Exercise inputs:

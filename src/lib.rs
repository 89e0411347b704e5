//! Pilot Engine - Progress Plan Orchestration
//!
//! This library drives multi-stage pilot sessions. A session runs for a
//! bounded number of epochs; each epoch ticks the engine once:
//! - (Re)acquire the progress plan, planning from scratch when needed
//! - Fold externally executed step results back into the current stage
//! - Rederive stage and overall progress percentages
//! - Decide the next batch of steps and emit them for the caller to dispatch
//!
//! The engine owns no storage and spawns nothing; callers persist the
//! returned plan and schedule the emitted steps themselves.

pub mod engine;
pub mod phase;
pub mod planner;
pub mod prompts;
pub mod reconcile;
pub mod schema;
pub mod subtasks;
pub mod types;

// Re-export the engine surface
pub use engine::{run_epoch, EpochConfig, EpochOutcome};
// Re-export generation entry points
pub use planner::{analyze_intent_and_plan, PlanRequest};
pub use subtasks::{generate_subtasks, SubtaskRequest};
// Re-export the plan data model
pub use types::{
    PilotStage, PilotSubtask, ProgressPlan, StageStatus, StepDescriptor, SubtaskStatus,
    TaskComplexity, WorkflowStage,
};
pub use phase::recommended_stage_for_epoch;
pub use reconcile::{apply_step_results, recompute_overall_progress, recompute_stage_progress};
// Re-export session record types so callers need only this crate
pub use pilot_core::{
    ActionResultRecord, ActionStepRecord, ActionStepStatus, CanvasContentItem, ContentItemType,
    GenericToolset, PilotError, PilotResult, SessionRecord, SessionStatus, StepExecutionMode,
    ToolsetDefinition, ToolsetTool,
};
// Re-export the model abstraction the engine is driven by
pub use pilot_llm::{
    ChatCompletion, ChatModel, ChatRequest, ModelConfig, ModelError, ModelResult, OpenAIChatModel,
    SchemaDescriptor, UsageStats,
};
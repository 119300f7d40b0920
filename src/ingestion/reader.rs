//! CSV payload reader.

use std::io;

use crate::error::{ProcessorError, ProcessorResult};

use super::TIME_COLUMN;

/// A payload split into its header row and data rows.
#[derive(Debug, Clone, PartialEq, Eq)]
pub struct Table {
    pub headers: Vec<String>,
    pub rows: Vec<Vec<String>>,
}

/// Parse a raw payload into a [`Table`].
///
/// Rules:
///
/// - The first line is the header and column 0 must be named `time`.
/// - Every data row must be well formed and have as many fields as the header. Quoting is strict:
///   a quoted field must be closed, a closing quote must end the field, and an unquoted field
///   may not contain `"`.
/// - At least one data column and one data row are required.
///
/// Any violation rejects the whole payload.
pub fn read_table(payload: &[u8]) -> ProcessorResult<Table> {
    // The csv crate reads stray and unterminated quotes as literal text.
    let quote_fault = check_quoting(payload).err();
    if let Some(fault) = &quote_fault {
        if fault.record == 0 {
            return Err(ProcessorError::Header(fault.to_csv_error()));
        }
    }

    let mut rdr = csv::ReaderBuilder::new()
        .has_headers(true)
        .from_reader(payload);

    let headers: Vec<String> = rdr
        .headers()
        .map_err(ProcessorError::Header)?
        .iter()
        .map(str::to_owned)
        .collect();

    if let Some(fault) = &quote_fault {
        return Err(ProcessorError::Rows(fault.to_csv_error()));
    }

    let mut rows = Vec::new();
    for result in rdr.records() {
        let record = result.map_err(ProcessorError::Rows)?;
        rows.push(record.iter().map(str::to_owned).collect::<Vec<_>>());
    }

    if headers.len() <= 1 || rows.is_empty() {
        return Err(ProcessorError::NoData);
    }

    if headers[0] != TIME_COLUMN {
        return Err(ProcessorError::MissingTimeColumn {
            found: headers[0].clone(),
        });
    }

    Ok(Table { headers, rows })
}

#[derive(Debug, Clone, PartialEq, Eq)]
struct QuoteFault {
    /// 0-based record index; the header is record 0.
    record: usize,
    /// 1-based line number.
    line: usize,
    message: &'static str,
}

impl QuoteFault {
    fn to_csv_error(&self) -> csv::Error {
        csv::Error::from(io::Error::new(
            io::ErrorKind::InvalidData,
            format!("{} (line {})", self.message, self.line),
        ))
    }
}

#[derive(Debug, Clone, Copy)]
enum QuoteState {
    FieldStart,
    Unquoted,
    Quoted,
    /// A `"` inside a quoted field: either an escaped quote or the closing one.
    QuoteInQuoted,
}

/// Find the first quoting violation in `payload`.
fn check_quoting(payload: &[u8]) -> Result<(), QuoteFault> {
    use QuoteState::*;

    let body = payload.strip_prefix(b"\xEF\xBB\xBF").unwrap_or(payload);
    let mut state = FieldStart;
    let mut record = 0;
    let mut line = 1;
    let mut opened_at = 1;

    for &b in body {
        state = match (state, b) {
            (Quoted, b'"') => QuoteInQuoted,
            (Quoted, _) => Quoted,
            (QuoteInQuoted, b'"') => Quoted,
            (QuoteInQuoted, b',' | b'\r') => FieldStart,
            (_, b'\n') => {
                record += 1;
                FieldStart
            }
            (QuoteInQuoted, _) => {
                return Err(QuoteFault {
                    record,
                    line,
                    message: "unexpected character after closing quote",
                });
            }
            (FieldStart, b'"') => {
                opened_at = line;
                Quoted
            }
            (Unquoted, b'"') => {
                return Err(QuoteFault {
                    record,
                    line,
                    message: "bare quote in unquoted field",
                });
            }
            (FieldStart | Unquoted, b',' | b'\r') => FieldStart,
            (FieldStart | Unquoted, _) => Unquoted,
        };
        if b == b'\n' {
            line += 1;
        }
    }

    if matches!(state, Quoted) {
        return Err(QuoteFault {
            record,
            line: opened_at,
            message: "unterminated quoted field",
        });
    }
    Ok(())
}

#[cfg(test)]
mod tests {
    use super::read_table;
    use crate::error::ProcessorError;

    #[test]
    fn reads_header_and_rows() {
        let table = read_table(b"time,a,b\n1,2,3\n4,5,6\n").unwrap();
        assert_eq!(table.headers, vec!["time", "a", "b"]);
        assert_eq!(table.rows.len(), 2);
        assert_eq!(table.rows[1], vec!["4", "5", "6"]);
    }

    #[test]
    fn empty_payload_is_no_data() {
        assert!(matches!(read_table(b""), Err(ProcessorError::NoData)));
    }

    #[test]
    fn header_only_is_no_data() {
        assert!(matches!(read_table(b"time,a\n"), Err(ProcessorError::NoData)));
    }

    #[test]
    fn single_column_is_no_data() {
        assert!(matches!(read_table(b"time\n1\n"), Err(ProcessorError::NoData)));
    }

    #[test]
    fn first_column_must_be_time() {
        let err = read_table(b"timestamp,a\n1,2\n").unwrap_err();
        assert!(matches!(
            err,
            ProcessorError::MissingTimeColumn { ref found } if found == "timestamp"
        ));
    }

    #[test]
    fn ragged_row_rejects_payload() {
        let err = read_table(b"time,a,b\n1,2,3\n4,5\n").unwrap_err();
        assert!(matches!(err, ProcessorError::Rows(_)));
    }

    #[test]
    fn unterminated_quote_rejects_payload() {
        let err = read_table(b"time,a\n10,\"1\n20,2\n30,3\n").unwrap_err();
        assert!(matches!(err, ProcessorError::Rows(_)));
        assert!(err.to_string().contains("unterminated quoted field (line 2)"));
    }

    #[test]
    fn bare_quote_in_unquoted_field_rejects_payload() {
        let err = read_table(b"time,a\n10,1\n20,2\"5\n").unwrap_err();
        assert!(matches!(err, ProcessorError::Rows(_)));
        assert!(err.to_string().contains("line 3"));
    }

    #[test]
    fn text_after_closing_quote_rejects_payload() {
        let err = read_table(b"time,a\n10,\"1\"5\n").unwrap_err();
        assert!(matches!(err, ProcessorError::Rows(_)));
    }

    #[test]
    fn bad_quoting_in_header_is_a_header_error() {
        let err = read_table(b"time,\"a\n10,1\n").unwrap_err();
        assert!(matches!(err, ProcessorError::Header(_)));
    }

    #[test]
    fn well_formed_quoting_is_accepted() {
        let table = read_table(
            b"time,\"a,b\",_tags\r\n10,\"1.5\",\"say \"\"hi\"\"\nthere\"\r\n20,2,\n",
        )
        .unwrap();
        assert_eq!(table.headers, vec!["time", "a,b", "_tags"]);
        assert_eq!(table.rows.len(), 2);
        assert_eq!(table.rows[0], vec!["10", "1.5", "say \"hi\"\nthere"]);
        assert_eq!(table.rows[1], vec!["20", "2", ""]);
    }
}
//! CSV ingestion and extraction.
//!
//! Most callers either hold a [`CsvProcessor`] (change detection + single-shot consumption) or
//! call the stateless [`extract_observations`] / [`extract_state`] directly.
//!
//! The building blocks are also public:
//! - [`fingerprint`]: payload change detection
//! - [`reader`]: CSV → header row + data rows
//! - [`header`]: fully-qualified header → (path, field)
//! - [`interpreter`]: fault-tolerant row parsing
//! - [`observations`] / [`state`]: the two output shapes
//! - [`batch`]: parallel extraction over independent payloads

pub mod batch;
pub mod fingerprint;
pub mod header;
pub mod interpreter;
pub mod observability;
pub mod observations;
pub mod processor;
pub mod reader;
pub mod state;
pub mod time;
pub mod unified;

/// Name of the mandatory first column.
pub const TIME_COLUMN: &str = "time";
/// Field name marking a column of space-separated tags.
pub const TAGS_COLUMN: &str = "_tags";
/// Separator between entity path and field name in a fully-qualified header.
pub const PATH_SEPARATOR: char = '.';
/// Parameter key overriding the timestamp format.
pub const TIME_FORMAT_PARAM: &str = "time_format";

pub use batch::{extract_observations_batch, extract_state_batch};
pub use fingerprint::Fingerprint;
pub use observability::{
    CompositeObserver, ExtractionStats, Operation, ProcessorContext, ProcessorObserver, Severity,
    TracingObserver,
};
pub use processor::CsvProcessor;
pub use unified::{extract_observations, extract_state, ProcessorOptions};
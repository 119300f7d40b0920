//! Resolution of fully-qualified headers into (path, field) pairs.

use crate::error::{ProcessorError, ProcessorResult};

use super::{PATH_SEPARATOR, TAGS_COLUMN};

/// One data column split on its last path separator.
#[derive(Debug, Clone, PartialEq, Eq)]
pub struct QualifiedColumn {
    pub path: String,
    pub field: String,
}

impl QualifiedColumn {
    /// True if this column carries tags rather than a numeric value.
    pub fn is_tags(&self) -> bool {
        self.field == TAGS_COLUMN
    }
}

/// Mapping from data column to (path, field), aligned with header columns `1..N`.
#[derive(Debug, Clone, PartialEq, Eq)]
pub struct ColumnMapping {
    columns: Vec<QualifiedColumn>,
}

impl ColumnMapping {
    /// Column for header index `header_idx` (`>= 1`).
    pub fn column(&self, header_idx: usize) -> Option<&QualifiedColumn> {
        header_idx.checked_sub(1).and_then(|i| self.columns.get(i))
    }

    /// Data columns in header order.
    pub fn columns(&self) -> &[QualifiedColumn] {
        &self.columns
    }

    /// Path of every data column, in header order.
    pub fn paths(&self) -> Vec<&str> {
        self.columns.iter().map(|c| c.path.as_str()).collect()
    }

    /// Field name of every data column, in header order.
    pub fn field_names(&self) -> Vec<&str> {
        self.columns.iter().map(|c| c.field.as_str()).collect()
    }
}

/// Resolve every header after the timestamp column.
///
/// `local.portfolio.usd_balance` resolves to path `local.portfolio` and field `usd_balance`.
/// A header without a separator fails the whole resolution.
pub fn resolve_columns(headers: &[String]) -> ProcessorResult<ColumnMapping> {
    let columns = headers
        .iter()
        .skip(1)
        .map(|header| match header.rsplit_once(PATH_SEPARATOR) {
            Some((path, field)) => Ok(QualifiedColumn {
                path: path.to_owned(),
                field: field.to_owned(),
            }),
            None => Err(ProcessorError::UnqualifiedHeader {
                header: header.clone(),
            }),
        })
        .collect::<ProcessorResult<Vec<_>>>()?;

    Ok(ColumnMapping { columns })
}
//! Stateless extraction entrypoints and processor configuration.
//!
//! [`extract_observations`] and [`extract_state`] take a payload and return shaped output; they
//! retain nothing between calls. [`super::processor::CsvProcessor`] wraps them with change
//! detection and single-shot consumption.

use std::collections::HashMap;
use std::fmt;
use std::sync::Arc;

use tracing::debug;

use crate::error::ProcessorResult;
use crate::types::{Extraction, Observation, State};

use super::header::resolve_columns;
use super::interpreter::interpret_rows;
use super::observability::{ProcessorObserver, Severity};
use super::observations::{assemble_observations, flat_roles};
use super::reader::read_table;
use super::state::{check_allowed_fields, partition_states, state_roles};
use super::time::{validate_format, TimeParser};
use super::TIME_FORMAT_PARAM;

/// Options controlling extraction behavior.
///
/// Use [`Default`] for common cases.
#[derive(Clone)]
pub struct ProcessorOptions {
    /// Custom strftime-style format for the `time` column. `None` uses the default parsers.
    pub time_format: Option<String>,
    /// Optional observer for logging/alerts.
    pub observer: Option<Arc<dyn ProcessorObserver>>,
    /// Severity threshold at which `on_alert` is invoked.
    pub alert_at_or_above: Severity,
}

impl fmt::Debug for ProcessorOptions {
    fn fmt(&self, f: &mut fmt::Formatter<'_>) -> fmt::Result {
        f.debug_struct("ProcessorOptions")
            .field("time_format", &self.time_format)
            .field("observer_set", &self.observer.is_some())
            .field("alert_at_or_above", &self.alert_at_or_above)
            .finish()
    }
}

impl Default for ProcessorOptions {
    fn default() -> Self {
        Self {
            time_format: None,
            observer: None,
            alert_at_or_above: Severity::Critical,
        }
    }
}

impl ProcessorOptions {
    /// Build options from a string parameter map.
    ///
    /// Only `time_format` is recognized; other keys are ignored.
    pub fn from_params(params: &HashMap<String, String>) -> ProcessorResult<Self> {
        let mut opts = Self::default();
        opts.apply_params(params)?;
        Ok(opts)
    }

    /// Apply a string parameter map on top of the current options.
    pub fn apply_params(&mut self, params: &HashMap<String, String>) -> ProcessorResult<()> {
        if let Some(format) = params.get(TIME_FORMAT_PARAM) {
            validate_format(format)?;
            self.time_format = Some(format.clone());
        }
        Ok(())
    }

    pub(crate) fn time_parser(&self) -> TimeParser {
        TimeParser::new(self.time_format.clone())
    }
}

/// Convert a payload into a flat, chronological list of observations.
///
/// Headers are used as field names verbatim; a column named `_tags` holds space-separated tags.
/// Rows with an unparsable timestamp and cells with an unparsable number are skipped and
/// reported in [`Extraction::diagnostics`].
///
/// # Example
///
/// ```rust
/// use csv_timeseries::ingestion::{extract_observations, ProcessorOptions};
///
/// # fn main() -> Result<(), csv_timeseries::ProcessorError> {
/// let csv = b"time,open,close\n2020-11-14T00:00:00Z,16339.56,16254.51\n";
/// let out = extract_observations(csv, &ProcessorOptions::default())?;
///
/// assert_eq!(out.output[0].time, 1605312000);
/// assert_eq!(out.output[0].data["close"], 16254.51);
/// # Ok(())
/// # }
/// ```
pub fn extract_observations(
    payload: &[u8],
    options: &ProcessorOptions,
) -> ProcessorResult<Extraction<Vec<Observation>>> {
    let table = read_table(payload)?;
    debug!(headers = ?table.headers, rows = table.rows.len(), "read csv headers");

    let parsed = interpret_rows(&table, &flat_roles(&table.headers), &options.time_parser());
    let observations = assemble_observations(&table.headers, parsed.output);

    Ok(Extraction::new(observations, parsed.diagnostics))
}

/// Convert a payload with fully-qualified headers into one [`State`] per entity path.
///
/// Each header after `time` is split on its last `.` into (path, field). If `valid_fields` is
/// given, every header must appear in it or the call fails before any row is parsed.
///
/// # Example
///
/// ```rust
/// use csv_timeseries::ingestion::{extract_state, ProcessorOptions};
///
/// # fn main() -> Result<(), csv_timeseries::ProcessorError> {
/// let csv = b"time,coinbase.btcusd.price,coinbase.btcusd._tags\n1626697480,31232.7,spike\n";
/// let out = extract_state(csv, None, &ProcessorOptions::default())?;
///
/// let state = &out.output[0];
/// assert_eq!(state.path(), "coinbase.btcusd");
/// assert_eq!(state.field_names(), ["price"]);
/// assert_eq!(state.tags(), ["spike"]);
/// # Ok(())
/// # }
/// ```
pub fn extract_state(
    payload: &[u8],
    valid_fields: Option<&[&str]>,
    options: &ProcessorOptions,
) -> ProcessorResult<Extraction<Vec<State>>> {
    let table = read_table(payload)?;

    if let Some(valid_fields) = valid_fields {
        check_allowed_fields(&table.headers, valid_fields)?;
    }

    let mapping = resolve_columns(&table.headers)?;
    debug!(headers = ?table.headers, rows = table.rows.len(), "read csv headers");

    let parsed = interpret_rows(&table, &state_roles(&mapping), &options.time_parser());
    let states = partition_states(&mapping, parsed.output);

    Ok(Extraction::new(states, parsed.diagnostics))
}
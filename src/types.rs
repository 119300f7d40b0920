//! Core data model types produced by extraction.
//!
//! Flat extraction yields a chronological list of [`Observation`]s. Grouped extraction yields one
//! [`State`] per entity path, each carrying its field-name schema, tag vocabulary and observations.

use std::collections::BTreeMap;
use std::fmt;

use serde::{Deserialize, Serialize};

/// A single point-in-time observation.
#[derive(Debug, Clone, PartialEq, Serialize, Deserialize)]
pub struct Observation {
    /// Unix seconds.
    pub time: i64,
    /// Numeric values keyed by field name. Fields missing from the source row are absent.
    pub data: BTreeMap<String, f64>,
    /// Free-text tags attached to the row, in source order.
    pub tags: Vec<String>,
}

impl Observation {
    /// Create a new observation.
    pub fn new(time: i64, data: BTreeMap<String, f64>, tags: Vec<String>) -> Self {
        Self { time, data, tags }
    }
}

/// Per-entity time-series produced by grouped extraction.
#[derive(Debug, Clone, PartialEq, Serialize, Deserialize)]
pub struct State {
    path: String,
    field_names: Vec<String>,
    tags: Vec<String>,
    observations: Vec<Observation>,
}

impl State {
    /// Create a new state.
    ///
    /// `tags` is stored as given; grouped extraction passes a sorted, deduplicated list.
    pub fn new(
        path: impl Into<String>,
        field_names: Vec<String>,
        tags: Vec<String>,
        observations: Vec<Observation>,
    ) -> Self {
        Self {
            path: path.into(),
            field_names,
            tags,
            observations,
        }
    }

    /// Entity path (e.g. `coinbase.btcusd`).
    pub fn path(&self) -> &str {
        &self.path
    }

    /// Field-name schema, in first-seen column order. Never contains the tag marker.
    pub fn field_names(&self) -> &[String] {
        &self.field_names
    }

    /// Union of all tags seen for this path, sorted and deduplicated.
    pub fn tags(&self) -> &[String] {
        &self.tags
    }

    /// Observations in source row order.
    pub fn observations(&self) -> &[Observation] {
        &self.observations
    }

    /// Consume the state, returning its observations.
    pub fn into_observations(self) -> Vec<Observation> {
        self.observations
    }
}

/// A recovered row-level fault.
///
/// `row` is the 1-based line number within the payload; the header is line 1.
#[derive(Debug, Clone, PartialEq)]
pub struct Diagnostic {
    pub row: usize,
    pub kind: DiagnosticKind,
}

#[derive(Debug, Clone, PartialEq)]
pub enum DiagnosticKind {
    /// The timestamp column could not be parsed; the whole row was skipped.
    InvalidTime {
        raw_record: Vec<String>,
        message: String,
    },
    /// A numeric cell could not be parsed; only that cell was skipped.
    InvalidField {
        column: String,
        raw: String,
        message: String,
    },
}

impl fmt::Display for Diagnostic {
    fn fmt(&self, f: &mut fmt::Formatter<'_>) -> fmt::Result {
        match &self.kind {
            DiagnosticKind::InvalidTime {
                raw_record,
                message,
            } => write!(
                f,
                "ignoring invalid line {} - {:?}: {}",
                self.row, raw_record, message
            ),
            DiagnosticKind::InvalidField {
                column,
                raw,
                message,
            } => write!(
                f,
                "ignoring invalid field at line {} column '{}' (raw='{}'): {}",
                self.row, column, raw, message
            ),
        }
    }
}

/// Output of an extraction call together with the row faults that were recovered from.
#[derive(Debug, Clone, PartialEq)]
pub struct Extraction<T> {
    pub output: T,
    pub diagnostics: Vec<Diagnostic>,
}

impl<T> Extraction<T> {
    /// Create an extraction result.
    pub fn new(output: T, diagnostics: Vec<Diagnostic>) -> Self {
        Self {
            output,
            diagnostics,
        }
    }

    /// Discard diagnostics and return the output.
    pub fn into_output(self) -> T {
        self.output
    }

    /// True if no row faults were recorded.
    pub fn is_clean(&self) -> bool {
        self.diagnostics.is_empty()
    }
}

Exercise requirements: Which lines of the records contain the word "QuoteFault"? Copy each of them.

Result of the exercise:
struct QuoteFault {
impl QuoteFault {
fn check_quoting(payload: &[u8]) -> Result<(), QuoteFault> {
                return Err(QuoteFault {
                return Err(QuoteFault {
        return Err(QuoteFault {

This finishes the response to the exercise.